I’m glad you mentioned the exceptions for blog posts and texts. We exclamation point lovers need at least SOME outlets. 🙂
Great post. And it was Very FUNNY, too!!!! Hehe 🙂
In college, I learned that you should have only one exclamation point, maybe, in every book. But I’m glad you made the exception of blogs. Exclamation points are so widely used in the blogosphere that I think my readers would think I was depressed if I didn’t use them in every post.
While I agree overall, italics and exclamation points do have specific meanings, and an author who refuses to use them even when they’re needed can be as problematic as someone who uses them even when they’re not.
For example, certain things like foreign words, book/movie/album titles, and words-used-as-words are supposed to be italicized, and it can be confusing when someone doesn’t. (Particularly when the foreign word is actually a word in English but means something completely different.)
Just a thought. 🙂
Foreign words can be a trial. If they’re used in dialogue, it’s assumed the speaker knows what he or she is saying, and the italicizing of such a word looks like pretentious emphasis on the part of the character.
On the other hand, using foreign words in expository passages should really not be necessary, as in most cases there are suitable English equivalents. Where they are needed – such as a samurai unsheathing his tanto – using ‘short sword’ doesn’t cut it, and makes our poor Japanese warrior sound rather like a Roman legionaire.

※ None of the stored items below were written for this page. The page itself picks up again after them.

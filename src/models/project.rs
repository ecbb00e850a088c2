use chrono::{DateTime, Utc};
use serde::{Deserialize, Serialize};
use uuid::Uuid;

/// A hackathon project shown to judges.
///
/// `seen` counts how many times the project has been assigned to a judge.
/// It is incremented when a judge picks the project and decremented again if
/// the judge releases it without scoring (skip or break), so at rest it
/// equals the number of completed or in-progress judgements.
///
/// Whether a project is *busy* (currently held by some active judge) is
/// derived from the judges' `current` fields and never stored here.
#[derive(Debug, Clone, Serialize, Deserialize)]
pub struct Project {
    pub id: Uuid,
    pub name: String,
    /// Table number or physical location of the team.
    pub location: String,
    pub description: String,
    pub url: Option<String>,
    pub try_link: Option<String>,
    pub video_link: Option<String>,
    pub seen: i64,
    /// Inactive projects are invisible to assignment.
    pub active: bool,
    /// Prioritized projects jump the load-balancing queue on the next pick.
    pub prioritized: bool,
    pub last_activity: DateTime<Utc>,
}

/// Input for creating a new project.
#[derive(Debug, Clone, Serialize, Deserialize)]
pub struct CreateProjectInput {
    pub name: String,
    pub location: String,
    pub description: String,
    pub url: Option<String>,
    pub try_link: Option<String>,
    pub video_link: Option<String>,
}

/// Aggregate statistics over the project table, for the admin dashboard.
#[derive(Debug, Clone, Serialize, Deserialize)]
pub struct ProjectStats {
    pub num: i64,
    pub avg_seen: f64,
    pub num_active: i64,
}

But italicizing ‘tanto’ trips the flow of the scene (he’s about to run someone through, after all).
I usually presuppose a certain level of sophistication in my readers (would that there were more of them), and for those who struggle…there’s a glossary.
Agreed. A writing instructor once told me that you shouldn’t need exclamation points (or bold or italics) the content of the scene/setting should convey that information without “cheap” (his word) shortcuts.
Ha as I read this, it makes me think you just read manuscripts and are unloading your frustrations into a blog post.
Which is why I cringe and wonder “what did I do wrong?” when I get an email from you with exclamation points in it!!!
Love it, Rachelle. Thank you for my morning smile!